Dataset entries

----------

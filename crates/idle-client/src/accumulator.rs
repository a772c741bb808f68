//! Folding stream events into an assistant message.

use idle_types::{ChatMessage, ChatStreamEvent, Part, ToolCallPart, ToolCallState};

/// Apply one content event to `message`
///
/// Control events (`start`, `usage`, `error`, `finish`) leave the parts alone
/// and are handled by the session.
pub fn apply_event(message: &mut ChatMessage, event: &ChatStreamEvent) {
    match event {
        ChatStreamEvent::TextDelta { delta } => match message.parts.last_mut() {
            Some(Part::Text { content }) => content.push_str(delta),
            _ => message.parts.push(Part::Text { content: delta.clone() }),
        },
        ChatStreamEvent::ReasoningDelta { delta } => match message.parts.last_mut() {
            Some(Part::Reasoning { content }) => content.push_str(delta),
            _ => message.parts.push(Part::Reasoning { content: delta.clone() }),
        },
        ChatStreamEvent::ToolInputStart { tool_call_id, tool_name } => {
            tool_part(message, tool_call_id, tool_name);
        }
        ChatStreamEvent::ToolInputDelta { tool_call_id, .. } => {
            tool_part(message, tool_call_id, "");
        }
        ChatStreamEvent::ToolInputAvailable { tool_call_id, tool_name, input } => {
            if let Some(part) = tool_part(message, tool_call_id, tool_name) {
                if part.advance(ToolCallState::InputAvailable) {
                    part.args = input.clone();
                }
            }
        }
        ChatStreamEvent::ToolOutputAvailable { tool_call_id, output } => {
            if let Some(part) = tool_part(message, tool_call_id, "") {
                if part.advance(ToolCallState::OutputAvailable) {
                    part.result = Some(output.clone());
                }
            }
        }
        ChatStreamEvent::ToolOutputError { tool_call_id, error_text } => {
            if let Some(part) = tool_part(message, tool_call_id, "") {
                if part.advance(ToolCallState::OutputError) {
                    part.error_text = Some(error_text.clone());
                }
            }
        }
        ChatStreamEvent::SourceUrl { source_id, url, title } => message.parts.push(Part::Source {
            id: source_id.clone(),
            title: title.clone(),
            url: Some(url.clone()),
        }),
        ChatStreamEvent::File { mime_type, base64_data } => message.parts.push(Part::File {
            mime_type: mime_type.clone(),
            base64_data: base64_data.clone(),
        }),
        ChatStreamEvent::Start { .. }
        | ChatStreamEvent::Usage { .. }
        | ChatStreamEvent::Error { .. }
        | ChatStreamEvent::Finish { .. }
        | ChatStreamEvent::Unknown => {}
    }
}

/// Find the tool-call part for `id`, creating it when the stream skipped ahead
fn tool_part<'a>(message: &'a mut ChatMessage, id: &str, tool_name: &str) -> Option<&'a mut ToolCallPart> {
    if message.tool_call(id).is_none() {
        message.parts.push(Part::ToolCall(ToolCallPart::new(id, tool_name)));
    }

    let call = message.tool_call_mut(id)?;
    if call.tool_name.is_empty() && !tool_name.is_empty() {
        call.tool_name = tool_name.to_string();
    }
    Some(call)
}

----------

Exercise instructions: Report every line in the data that holds "parts", copying each one.

Completed task:
/// Control events (`start`, `usage`, `error`, `finish`) leave the parts alone
        ChatStreamEvent::TextDelta { delta } => match message.parts.last_mut() {
            _ => message.parts.push(Part::Text { content: delta.clone() }),
        ChatStreamEvent::ReasoningDelta { delta } => match message.parts.last_mut() {
            _ => message.parts.push(Part::Reasoning { content: delta.clone() }),
        ChatStreamEvent::SourceUrl { source_id, url, title } => message.parts.push(Part::Source {
        ChatStreamEvent::File { mime_type, base64_data } => message.parts.push(Part::File {
        message.parts.push(Part::ToolCall(ToolCallPart::new(id, tool_name)));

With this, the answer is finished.